Email. JCC@nymtc.com

JohnnyChance
09-18-2011, 03:36 AM
Thanks Sachem, I knew there was another place but I had forgotten the name.

And thanks for including their fax number, haha.

bieniek
09-18-2011, 11:18 AM
I cannot agree with the fellow members about the size of the knife.
I think 300 is so called standard, but hey, are You standard?
Its just about the preference, and it would be good for you to check for yourself.
Definitely 300 gives you a lot more space in terms of comfort, much more than the 3cm itself. Its also heavier, so slicing feels somehow different. Better? I would be very careful about saying that, but i like the feeling.

Now, the 270. It just feels different. But how? Lighter, faster, more connected with hand... Hard to describe, but for me I can use it both at home and at work, so its more versatile, where 300 is just too big for my tight home-kitchen.

So maybe wiser would be 270? To start with?
Think also, do you make enough fish to constantly use it at work, or will it get some action at home?

I have the masamoto kasumi 300 and im very satisfied, I love the profile and the balance between the tip and flatness. Its great cutter and it really gets oh-boy an edge.
However the blade wasnt completely straight when it came and also the heel was overgrown.
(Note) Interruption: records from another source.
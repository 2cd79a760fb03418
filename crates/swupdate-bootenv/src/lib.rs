// Copyright (c) 2025 SOLARE S.R.O.
//
// This file is part of swupdate-agent.
//
// Licensed under the Creative Commons Attribution-NonCommercial-NoDerivatives 4.0 International
// (CC BY-NC-ND 4.0). You may use and share this file for non-commercial purposes only and you may not
// create derivatives. See <https://creativecommons.org/licenses/by-nc-nd/4.0/>.
//
// This software is provided "AS IS", without warranty of any kind.
//
// For commercial licensing, please contact: info@solare.cz

//! Bootloader environment access for the update agent
//!
//! Reads and writes the U-Boot environment variables that coordinate update
//! confirmation and rollback across reboots (`ustate`, `upgrade_available`,
//! `bootcount`), with write-only-on-change semantics.

pub mod backend;
pub mod error;
pub mod fw_config;
pub mod image;
pub mod resolver;
pub mod state;
pub mod store;

pub use backend::{EnvBackend, FileBackend};
#[cfg(any(test, feature = "test-util"))]
pub use backend::MemoryBackend;
pub use error::{BootEnvError, Result};
pub use resolver::resolve;
pub use state::{BootState, EnvVariable};
pub use store::{BootEnvStore, EnvHandle, SetOutcome};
FF way worse than kichikuni 270 from ebay, but definitely better edge. [and its the same price range]

Rottman
09-18-2011, 12:10 PM
Most yanagibas are measured from machi, so a 300 most likely has a bladelength like a 285 western suji.

Citizen Snips
09-18-2011, 12:23 PM
am i the only one who prefers my yanagi for skinning??

i think it works wonders and find the bevel is helpful in most cases. i wouldn't mind getting a 270mm suji for doing things with a lot of pin-bones or large belly bones.

ecchef
09-18-2011, 12:55 PM
If you are going to be in town I recommend the Japanese Culinary Center. They have an amazing selection of knives at very reasonable prices.

Japanese Culinary Center

711 Third Ave. NYC, NY 10017
(Entrance on 45th St. between Second and Third avenues)

Tel. 212.661.3333

Fax. 212.661.3335

Email. JCC@nymtc.com

+1. They are the retail outlet for NY Mutual Trading Co., who just happen to be hosting a show on Oct. 8. Lots of knives, stones & other goodies & samples. Wish I could go again this year.
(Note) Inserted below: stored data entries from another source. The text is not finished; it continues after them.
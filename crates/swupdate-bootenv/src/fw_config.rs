// Copyright (c) 2025 SOLARE S.R.O.
//
// This file is part of swupdate-agent.
//
// Licensed under the Creative Commons Attribution-NonCommercial-NoDerivatives 4.0 International
// (CC BY-NC-ND 4.0). You may use and share this file for non-commercial purposes only and you may not
// create derivatives. See <https://creativecommons.org/licenses/by-nc-nd/4.0/>.
//
// This software is provided "AS IS", without warranty of any kind.
//
// For commercial licensing, please contact: info@solare.cz

//! Backend configuration (`fw_env.config`) and namespace resolution
//!
//! Two formats are understood:
//!
//! * the classic line format, `<device> <offset> <env size> [<sector size> [<sectors>]]`,
//!   where a second line describes the redundant copy;
//! * the YAML format, where every top-level key names a namespace with its own
//!   `size` and list of `devices`.

use crate::error::{BootEnvError, Result};
use serde::Deserialize;
use std::path::{Path, PathBuf};

pub const DEFAULT_CONFIG_PATH: &str = "/etc/fw_env.config";
pub const DEFAULT_DT_NAMESPACE_PATH: &str = "/proc/device-tree/chosen/u-boot,env-config";

/// Name given to the single namespace of a line-format config
pub const DEFAULT_NAMESPACE: &str = "uboot";

// CRC plus redundancy flag
const MIN_ENV_SIZE: u64 = 8;

#[derive(Debug, Clone, PartialEq, Eq)]
pub struct EnvDevice {
    pub path: PathBuf,
    pub offset: u64,
}

#[derive(Debug, Clone, PartialEq, Eq)]
pub struct EnvNamespace {
    pub name: String,
    /// Size of one environment copy in bytes, header included
    pub size: usize,
    pub primary: EnvDevice,
    pub redundant: Option<EnvDevice>,
}

impl EnvNamespace {
    pub fn is_redundant(&self) -> bool {
        self.redundant.is_some()
    }
}

#[derive(Debug, Clone, PartialEq, Eq)]
pub struct BackendConfig {
    namespaces: Vec<EnvNamespace>,
}

#[derive(Debug, Deserialize)]
#[serde(untagged)]
enum Number {
    Int(u64),
    Text(String),
}

impl Number {
    fn value(&self) -> Option<u64> {
        match self {
            Self::Int(v) => Some(*v),
            Self::Text(s) => parse_number(s),
        }
    }
}

#[derive(Debug, Deserialize)]
struct YamlNamespace {
    size: Number,
    #[serde(default)]
    devices: Vec<YamlDevice>,
}

#[derive(Debug, Deserialize)]
struct YamlDevice {
    path: PathBuf,
    #[serde(default)]
    offset: Option<Number>,
}

impl BackendConfig {
    pub fn load(path: &Path) -> Result<Self> {
        let content = std::fs::read_to_string(path).map_err(|e| {
            BootEnvError::EnvUnavailable(format!("cannot read {}: {e}", path.display()))
        })?;
        Self::parse(&content).map_err(|e| match e {
            BootEnvError::EnvUnavailable(reason) => {
                BootEnvError::EnvUnavailable(format!("{}: {reason}", path.display()))
            }
            other => other,
        })
    }

    pub fn parse(content: &str) -> Result<Self> {
        let first = content
            .lines()
            .map(str::trim)
            .find(|l| !l.is_empty() && !l.starts_with('#'));

        let namespaces = match first {
            Some(line) if line.split_whitespace().next().is_some_and(|t| t.ends_with(':')) => {
                parse_yaml(content)?
            }
            Some(_) => vec![parse_lines(content)?],
            None => Vec::new(),
        };

        if namespaces.is_empty() {
            return Err(BootEnvError::EnvUnavailable(
                "no environment configured".to_string(),
            ));
        }

        Ok(Self { namespaces })
    }

    pub fn namespaces(&self) -> &[EnvNamespace] {
        &self.namespaces
    }

    /// Pick the namespace requested by the platform, or the first one when
    /// the platform does not name any.
    pub fn select(&self, name: Option<&str>) -> Result<&EnvNamespace> {
        match name {
            Some(name) => self
                .namespaces
                .iter()
                .find(|ns| ns.name == name)
                .ok_or_else(|| BootEnvError::EnvUnavailable(format!("namespace {name} not found"))),
            None => self
                .namespaces
                .first()
                .ok_or_else(|| BootEnvError::EnvUnavailable("namespace not found".to_string())),
        }
    }
}

/// Read the namespace declared in the device tree, if any.
pub fn namespace_from_dt(path: &Path) -> Option<String> {
    let raw = std::fs::read(path).ok()?;
    let name = String::from_utf8_lossy(&raw)
        .trim_end_matches('\0')
        .trim()
        .to_string();
    (!name.is_empty()).then_some(name)
}

fn parse_number(s: &str) -> Option<u64> {
    let s = s.trim();
    match s.strip_prefix("0x").or_else(|| s.strip_prefix("0X")) {
        Some(hex) => u64::from_str_radix(hex, 16).ok(),
        None => s.parse().ok(),
    }
}

fn parse_size(size: u64) -> Result<usize> {
    if size < MIN_ENV_SIZE {
        return Err(BootEnvError::EnvUnavailable(format!(
            "environment size {size} is too small"
        )));
    }
    usize::try_from(size)
        .map_err(|_| BootEnvError::EnvUnavailable(format!("environment size {size} is too large")))
}

fn parse_lines(content: &str) -> Result<EnvNamespace> {
    let mut devices = Vec::new();
    let mut size = None;

    for (lineno, line) in content.lines().enumerate() {
        let line = line.trim();
        if line.is_empty() || line.starts_with('#') {
            continue;
        }

        let fields: Vec<&str> = line.split_whitespace().collect();
        let invalid = || BootEnvError::EnvUnavailable(format!("invalid line {}: {line}", lineno + 1));
        if fields.len() < 3 {
            return Err(invalid());
        }

        let offset = parse_number(fields[1]).ok_or_else(invalid)?;
        let env_size = parse_size(parse_number(fields[2]).ok_or_else(invalid)?)?;
        match size {
            None => size = Some(env_size),
            Some(s) if s != env_size => {
                return Err(BootEnvError::EnvUnavailable(
                    "redundant copy size differs from primary".to_string(),
                ));
            }
            Some(_) => {}
        }

        devices.push(EnvDevice {
            path: PathBuf::from(fields[0]),
            offset,
        });
    }

    build_namespace(DEFAULT_NAMESPACE.to_string(), size.unwrap_or_default(), devices)
}

fn parse_yaml(content: &str) -> Result<Vec<EnvNamespace>> {
    let root: serde_yaml::Mapping = serde_yaml::from_str(content)
        .map_err(|e| BootEnvError::EnvUnavailable(format!("parse error: {e}")))?;

    let mut namespaces = Vec::with_capacity(root.len());
    for (key, value) in root {
        let name = key
            .as_str()
            .ok_or_else(|| BootEnvError::EnvUnavailable("namespace name must be a string".to_string()))?
            .to_string();
        let ns: YamlNamespace = serde_yaml::from_value(value)
            .map_err(|e| BootEnvError::EnvUnavailable(format!("namespace {name}: {e}")))?;

        let size = ns
            .size
            .value()
            .ok_or_else(|| BootEnvError::EnvUnavailable(format!("namespace {name}: bad size")))?;
        let devices = ns
            .devices
            .into_iter()
            .map(|d| {
                let offset = match d.offset {
                    Some(n) => n.value().ok_or_else(|| {
                        BootEnvError::EnvUnavailable(format!("namespace {name}: bad offset"))
                    })?,
                    None => 0,
                };
                Ok(EnvDevice {
                    path: d.path,
                    offset,
                })
            })
            .collect::<Result<Vec<_>>>()?;

        namespaces.push(build_namespace(name, parse_size(size)?, devices)?);
    }

    Ok(namespaces)
}

fn build_namespace(name: String, size: usize, devices: Vec<EnvDevice>) -> Result<EnvNamespace> {
    let mut devices = devices.into_iter();
    let primary = devices
        .next()
        .ok_or_else(|| BootEnvError::EnvUnavailable(format!("namespace {name} has no device")))?;
    let redundant = devices.next();
    if devices.next().is_some() {
        return Err(BootEnvError::EnvUnavailable(format!(
            "namespace {name} lists more than two devices"
        )));
    }

    Ok(EnvNamespace {
        name,
        size,
        primary,
        redundant,
    })
}

#[cfg(test)]
mod tests {
    use super::*;
    use std::io::Write;
    use tempfile::NamedTempFile;

    #[test]
    fn test_parse_single_line() {
        let config = BackendConfig::parse("# MTD device\n/dev/mtd1 0x0 0x20000 0x20000\n").unwrap();
        let ns = config.select(None).unwrap();
        assert_eq!(ns.name, DEFAULT_NAMESPACE);
        assert_eq!(ns.primary.path, PathBuf::from("/dev/mtd1"));
        assert_eq!(ns.primary.offset, 0);
        assert_eq!(ns.size, 0x20000);
        assert!(!ns.is_redundant());
    }

    #[test]
    fn test_parse_redundant_lines() {
        let config =
            BackendConfig::parse("/dev/mmcblk0 0x400000 0x4000\n/dev/mmcblk0 0x404000 16384\n")
                .unwrap();
        let ns = config.select(None).unwrap();
        assert_eq!(ns.primary.offset, 0x400000);
        let redundant = ns.redundant.as_ref().unwrap();
        assert_eq!(redundant.offset, 0x404000);
        assert_eq!(ns.size, 0x4000);
    }

    #[test]
    fn test_parse_rejects_bad_lines() {
        assert!(BackendConfig::parse("/dev/mtd1 0x0\n").is_err());
        assert!(BackendConfig::parse("/dev/mtd1 zz 0x4000\n").is_err());
        assert!(BackendConfig::parse("/dev/mtd1 0x0 0x4000\n/dev/mtd2 0x0 0x2000\n").is_err());
        assert!(BackendConfig::parse("# nothing here\n\n").is_err());
        assert!(BackendConfig::parse("/dev/mtd1 0x0 4\n").is_err());
    }

    #[test]
    fn test_parse_yaml_namespaces() {
        let yaml = r#"
uboot:
  size: 0x4000
  devices:
    - path: /dev/mmcblk0
      offset: 0x400000
    - path: /dev/mmcblk0
      offset: 0x404000
appfs:
  size: 8192
  devices:
    - path: /dev/mmcblk0boot1
"#;
        let config = BackendConfig::parse(yaml).unwrap();
        assert_eq!(config.namespaces().len(), 2);

        let first = config.select(None).unwrap();
        assert_eq!(first.name, "uboot");
        assert!(first.is_redundant());

        let appfs = config.select(Some("appfs")).unwrap();
        assert_eq!(appfs.size, 8192);
        assert_eq!(appfs.primary.offset, 0);
    }

    #[test]
    fn test_select_unknown_namespace() {
        let config = BackendConfig::parse("/dev/mtd1 0x0 0x4000\n").unwrap();
        let err = config.select(Some("missing")).unwrap_err();
        assert!(matches!(err, BootEnvError::EnvUnavailable(_)));
    }

    #[test]
    fn test_namespace_from_dt() {
        let mut file = NamedTempFile::new().unwrap();
        file.write_all(b"appfs\0").unwrap();
        assert_eq!(namespace_from_dt(file.path()).as_deref(), Some("appfs"));

        let empty = NamedTempFile::new().unwrap();
        assert_eq!(namespace_from_dt(empty.path()), None);
        assert_eq!(namespace_from_dt(Path::new("/nonexistent/dt/property")), None);
    }

    #[test]
    fn test_load_missing_file() {
        let err = BackendConfig::load(Path::new("/nonexistent/fw_env.config")).unwrap_err();
        assert!(matches!(err, BootEnvError::EnvUnavailable(_)));
    }
}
Register here (free): http://www.nymtc.com/

They carry Tsukiji Masamoto as well. It's worth the trip. :thumbsup:

tk59
09-18-2011, 02:05 PM
am i the only one who prefers my yanagi for skinning??
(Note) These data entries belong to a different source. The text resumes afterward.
// Copyright (c) 2025 SOLARE S.R.O.
//
// This file is part of swupdate-agent.
//
// Licensed under the Creative Commons Attribution-NonCommercial-NoDerivatives 4.0 International
// (CC BY-NC-ND 4.0). You may use and share this file for non-commercial purposes only and you may not
// create derivatives. See <https://creativecommons.org/licenses/by-nc-nd/4.0/>.
//
// This software is provided "AS IS", without warranty of any kind.
//
// For commercial licensing, please contact: info@solare.cz

//! Controller base polling
//!
//! The controller base resource tells the device how often to poll
//! (`config.polling.sleep`) and, when a deployment is pending, links to it
//! (`_links.deploymentBase.href`).

use crate::config::ServerConfig;
use crate::error::{AgentError, ProtocolError, Result};
use crate::http::HttpClient;
use crate::session::{DEFAULT_POLL_INTERVAL_SECS, PollResult, UpdateSession};
use serde::Deserialize;
use tracing::{debug, info, warn};

const DEPLOYMENT_MARKER: &str = "deploymentBase/";

#[derive(Debug, Deserialize)]
struct ControllerBase {
    config: Option<ControllerConfig>,
    #[serde(rename = "_links", default)]
    links: Option<Links>,
}

#[derive(Debug, Deserialize)]
struct ControllerConfig {
    #[serde(default)]
    polling: Option<Polling>,
}

#[derive(Debug, Deserialize)]
struct Polling {
    #[serde(default)]
    sleep: Option<String>,
}

#[derive(Debug, Deserialize)]
struct Links {
    #[serde(rename = "deploymentBase", default)]
    deployment_base: Option<Link>,
}

#[derive(Debug, Deserialize)]
struct Link {
    href: String,
}

#[derive(Debug, Clone)]
pub struct DeploymentPoller {
    client: HttpClient,
    controller_uri: String,
}

impl DeploymentPoller {
    pub fn new(client: HttpClient, server: &ServerConfig) -> Self {
        let controller_uri = server.controller_uri();
        info!("Polling controller at {controller_uri}");
        Self {
            client,
            controller_uri,
        }
    }

    pub fn controller_uri(&self) -> &str {
        &self.controller_uri
    }

    /// Fetch the controller base and record the result in `session`. On
    /// error the session is left untouched.
    pub async fn poll(&self, session: &mut UpdateSession) -> Result<PollResult> {
        let body = self.client.get(&self.controller_uri).await;
        if body.trim().is_empty() {
            return Err(AgentError::Transport(
                "no data from update server".to_string(),
            ));
        }

        let result = interpret_response(&body, session)?;
        session.record_poll(&result);
        debug!(
            "Poll result: interval={}s action_id={:?} new={}",
            result.poll_interval_secs, result.deployment_action_id, result.has_new_deployment
        );
        Ok(result)
    }
}

/// Interpret a controller base document.
///
/// A missing or unreadable `sleep` resets the interval to the default, even
/// when an interval was learned earlier in the session.
pub fn interpret_response(
    body: &str,
    session: &UpdateSession,
) -> std::result::Result<PollResult, ProtocolError> {
    let base: ControllerBase = serde_json::from_str(body)
        .map_err(|e| ProtocolError::MalformedResponse(e.to_string()))?;

    let config = base.config.ok_or(ProtocolError::NoConfig)?;

    let sleep = config.polling.and_then(|p| p.sleep);
    let poll_interval_secs = match sleep.as_deref().map(parse_sleep) {
        Some(Some(secs)) => secs,
        Some(None) => {
            warn!(
                "Invalid polling interval {:?}, using {DEFAULT_POLL_INTERVAL_SECS}s",
                sleep.unwrap_or_default()
            );
            DEFAULT_POLL_INTERVAL_SECS
        }
        None => {
            debug!("No polling interval in response, using {DEFAULT_POLL_INTERVAL_SECS}s");
            DEFAULT_POLL_INTERVAL_SECS
        }
    };

    let deployment_action_id = base
        .links
        .and_then(|l| l.deployment_base)
        .map(|link| parse_action_id(&link.href))
        .transpose()?;

    let has_new_deployment = deployment_action_id.is_some() && !session.update_installed;
    if let Some(id) = deployment_action_id {
        if has_new_deployment {
            info!("New deployment available: action {id}");
        } else {
            debug!("Deployment {id} already handed to the bootloader");
        }
    }

    Ok(PollResult {
        poll_interval_secs,
        deployment_action_id,
        has_new_deployment,
    })
}

/// `HH:MM:SS` to seconds
pub fn parse_sleep(value: &str) -> Option<u64> {
    let mut parts = value.trim().split(':');
    let hours: u64 = parts.next()?.parse().ok()?;
    let minutes: u64 = parts.next()?.parse().ok()?;
    let seconds: u64 = parts.next()?.parse().ok()?;
    if parts.next().is_some() || minutes >= 60 || seconds >= 60 {
        return None;
    }
    hours
        .checked_mul(3600)?
        .checked_add(minutes * 60 + seconds)
}

/// Action id between `deploymentBase/` and the query string
pub fn parse_action_id(href: &str) -> std::result::Result<u64, ProtocolError> {
    let start = href
        .find(DEPLOYMENT_MARKER)
        .map(|i| i + DEPLOYMENT_MARKER.len())
        .ok_or_else(|| ProtocolError::MalformedLink(href.to_string()))?;
    let rest = &href[start..];
    let segment = rest.split_once('?').map_or(rest, |(segment, _)| segment);

    segment
        .parse::<u64>()
        .map_err(|_| ProtocolError::MalformedLink(href.to_string()))
}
i think it works wonders and find the bevel is helpful in most cases. i wouldn't mind getting a 270mm suji for doing things with a lot of pin-bones or large belly bones.
I've only used a yanagiba a few times for skinning but I thought there was a lot less resistance than a suji-a much smoother cut.

echerub
09-18-2011, 10:57 PM
I skin with my yanagi. I can't do it cleanly with a double-bevel knife, but I find it easy-schmeasy with a single-bevel.

phan1
09-18-2011, 11:14 PM
Yeah, I use it to skin and that's the only fish prep I do with yanagi. Some fish are really hard to skin and yanagi does a good job of it. The motion I use (for a right hander) is ura side flat on my board going from left to right. Flounder and spanish mackeral particularly are difficult IMO.

Mattias504
09-19-2011, 12:07 AM
Just throwing it out there. I have a Konosuke fujiyama blue steel yanagi that is friggin awesome. One of my favorite to use. Reasonable price, too.